→ Your goal:
The required output is every entry below, copied exactly.

═══ Input material

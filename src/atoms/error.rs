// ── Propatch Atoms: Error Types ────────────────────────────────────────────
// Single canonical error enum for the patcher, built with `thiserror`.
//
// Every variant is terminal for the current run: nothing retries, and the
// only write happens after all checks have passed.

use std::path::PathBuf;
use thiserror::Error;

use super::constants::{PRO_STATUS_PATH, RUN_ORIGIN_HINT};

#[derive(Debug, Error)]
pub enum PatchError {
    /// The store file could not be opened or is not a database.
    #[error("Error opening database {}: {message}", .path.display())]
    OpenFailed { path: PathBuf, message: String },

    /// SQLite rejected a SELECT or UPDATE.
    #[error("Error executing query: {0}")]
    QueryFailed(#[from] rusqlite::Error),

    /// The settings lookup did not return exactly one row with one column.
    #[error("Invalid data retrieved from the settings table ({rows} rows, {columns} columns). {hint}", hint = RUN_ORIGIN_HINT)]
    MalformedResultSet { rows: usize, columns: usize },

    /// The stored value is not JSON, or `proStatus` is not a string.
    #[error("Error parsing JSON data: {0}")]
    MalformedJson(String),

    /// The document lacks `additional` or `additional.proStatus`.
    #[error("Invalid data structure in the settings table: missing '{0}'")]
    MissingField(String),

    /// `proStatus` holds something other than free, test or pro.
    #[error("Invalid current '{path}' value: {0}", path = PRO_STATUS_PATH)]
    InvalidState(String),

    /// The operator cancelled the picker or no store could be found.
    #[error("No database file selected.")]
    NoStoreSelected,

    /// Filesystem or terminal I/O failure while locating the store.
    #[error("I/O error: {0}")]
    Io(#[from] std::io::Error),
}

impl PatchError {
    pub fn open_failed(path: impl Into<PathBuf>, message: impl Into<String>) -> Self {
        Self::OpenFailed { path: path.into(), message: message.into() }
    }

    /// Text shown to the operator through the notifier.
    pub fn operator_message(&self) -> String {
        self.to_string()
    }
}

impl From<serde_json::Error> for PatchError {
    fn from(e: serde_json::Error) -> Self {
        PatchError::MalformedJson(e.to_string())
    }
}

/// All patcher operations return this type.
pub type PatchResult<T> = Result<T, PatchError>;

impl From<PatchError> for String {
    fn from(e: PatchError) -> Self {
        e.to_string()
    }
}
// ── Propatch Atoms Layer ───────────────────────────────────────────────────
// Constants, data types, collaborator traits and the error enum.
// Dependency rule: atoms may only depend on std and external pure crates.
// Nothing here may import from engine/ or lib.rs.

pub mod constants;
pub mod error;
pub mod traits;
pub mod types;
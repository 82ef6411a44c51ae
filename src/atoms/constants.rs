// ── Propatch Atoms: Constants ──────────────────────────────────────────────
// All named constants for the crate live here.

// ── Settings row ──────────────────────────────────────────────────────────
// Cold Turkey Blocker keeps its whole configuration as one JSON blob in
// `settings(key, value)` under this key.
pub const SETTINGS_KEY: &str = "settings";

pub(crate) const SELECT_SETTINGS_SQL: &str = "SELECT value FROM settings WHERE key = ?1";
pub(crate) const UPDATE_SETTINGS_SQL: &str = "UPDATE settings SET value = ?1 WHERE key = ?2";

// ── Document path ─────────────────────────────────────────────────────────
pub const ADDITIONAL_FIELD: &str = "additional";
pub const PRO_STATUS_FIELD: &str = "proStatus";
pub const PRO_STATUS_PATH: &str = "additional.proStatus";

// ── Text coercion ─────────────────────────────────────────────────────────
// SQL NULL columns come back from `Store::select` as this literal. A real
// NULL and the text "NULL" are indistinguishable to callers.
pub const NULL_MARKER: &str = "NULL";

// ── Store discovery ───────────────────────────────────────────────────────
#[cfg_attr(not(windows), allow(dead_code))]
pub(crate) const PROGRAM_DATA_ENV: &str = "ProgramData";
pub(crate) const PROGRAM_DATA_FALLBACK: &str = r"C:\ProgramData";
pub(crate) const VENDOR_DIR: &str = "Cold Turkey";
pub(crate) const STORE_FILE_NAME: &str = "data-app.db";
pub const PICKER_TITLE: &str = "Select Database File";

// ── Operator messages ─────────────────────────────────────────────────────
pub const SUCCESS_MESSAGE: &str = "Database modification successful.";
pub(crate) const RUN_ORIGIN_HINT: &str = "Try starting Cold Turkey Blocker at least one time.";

══════

→ Written solution:
filename src/atoms/error.rs
// ── Propatch Atoms: Error Types ────────────────────────────────────────────
// Single canonical error enum for the patcher, built with `thiserror`.
//
// Every variant is terminal for the current run: nothing retries, and the
// only write happens after all checks have passed.

use std::path::PathBuf;
use thiserror::Error;

use super::constants::{PRO_STATUS_PATH, RUN_ORIGIN_HINT};

#[derive(Debug, Error)]
pub enum PatchError {
    /// The store file could not be opened or is not a database.
    #[error("Error opening database {}: {message}", .path.display())]
    OpenFailed { path: PathBuf, message: String },

    /// SQLite rejected a SELECT or UPDATE.
    #[error("Error executing query: {0}")]
    QueryFailed(#[from] rusqlite::Error),

    /// The settings lookup did not return exactly one row with one column.
    #[error("Invalid data retrieved from the settings table ({rows} rows, {columns} columns). {hint}", hint = RUN_ORIGIN_HINT)]
    MalformedResultSet { rows: usize, columns: usize },

    /// The stored value is not JSON, or `proStatus` is not a string.
    #[error("Error parsing JSON data: {0}")]
    MalformedJson(String),

    /// The document lacks `additional` or `additional.proStatus`.
    #[error("Invalid data structure in the settings table: missing '{0}'")]
    MissingField(String),

    /// `proStatus` holds something other than free, test or pro.
    #[error("Invalid current '{path}' value: {0}", path = PRO_STATUS_PATH)]
    InvalidState(String),

    /// The operator cancelled the picker or no store could be found.
    #[error("No database file selected.")]
    NoStoreSelected,

    /// Filesystem or terminal I/O failure while locating the store.
    #[error("I/O error: {0}")]
    Io(#[from] std::io::Error),
}

impl PatchError {
    pub fn open_failed(path: impl Into<PathBuf>, message: impl Into<String>) -> Self {
        Self::OpenFailed { path: path.into(), message: message.into() }
    }

    /// Text shown to the operator through the notifier.
    pub fn operator_message(&self) -> String {
        self.to_string()
    }
}

impl From<serde_json::Error> for PatchError {
    fn from(e: serde_json::Error) -> Self {
        PatchError::MalformedJson(e.to_string())
    }
}

/// All patcher operations return this type.
pub type PatchResult<T> = Result<T, PatchError>;

impl From<PatchError> for String {
    fn from(e: PatchError) -> Self {
        e.to_string()
    }
}
// ── Propatch Atoms Layer ───────────────────────────────────────────────────
// Constants, data types, collaborator traits and the error enum.
// Dependency rule: atoms may only depend on std and external pure crates.
// Nothing here may import from engine/ or lib.rs.

pub mod constants;
pub mod error;
pub mod traits;
pub mod types;
repository 82ef6411a44c51ae
filename src/atoms/constants.rs
// ── Propatch Atoms: Constants ──────────────────────────────────────────────
// All named constants for the crate live here.

// ── Settings row ──────────────────────────────────────────────────────────
// Cold Turkey Blocker keeps its whole configuration as one JSON blob in
// `settings(key, value)` under this key.
pub const SETTINGS_KEY: &str = "settings";

pub(crate) const SELECT_SETTINGS_SQL: &str = "SELECT value FROM settings WHERE key = ?1";
pub(crate) const UPDATE_SETTINGS_SQL: &str = "UPDATE settings SET value = ?1 WHERE key = ?2";

// ── Document path ─────────────────────────────────────────────────────────
pub const ADDITIONAL_FIELD: &str = "additional";
pub const PRO_STATUS_FIELD: &str = "proStatus";
pub const PRO_STATUS_PATH: &str = "additional.proStatus";

// ── Text coercion ─────────────────────────────────────────────────────────
// SQL NULL columns come back from `Store::select` as this literal. A real
// NULL and the text "NULL" are indistinguishable to callers.
pub const NULL_MARKER: &str = "NULL";

// ── Store discovery ───────────────────────────────────────────────────────
#[cfg_attr(not(windows), allow(dead_code))]
pub(crate) const PROGRAM_DATA_ENV: &str = "ProgramData";
pub(crate) const PROGRAM_DATA_FALLBACK: &str = r"C:\ProgramData";
pub(crate) const VENDOR_DIR: &str = "Cold Turkey";
pub(crate) const STORE_FILE_NAME: &str = "data-app.db";
pub const PICKER_TITLE: &str = "Select Database File";

// ── Operator messages ─────────────────────────────────────────────────────
pub const SUCCESS_MESSAGE: &str = "Database modification successful.";
pub(crate) const RUN_ORIGIN_HINT: &str = "Try starting Cold Turkey Blocker at least one time.";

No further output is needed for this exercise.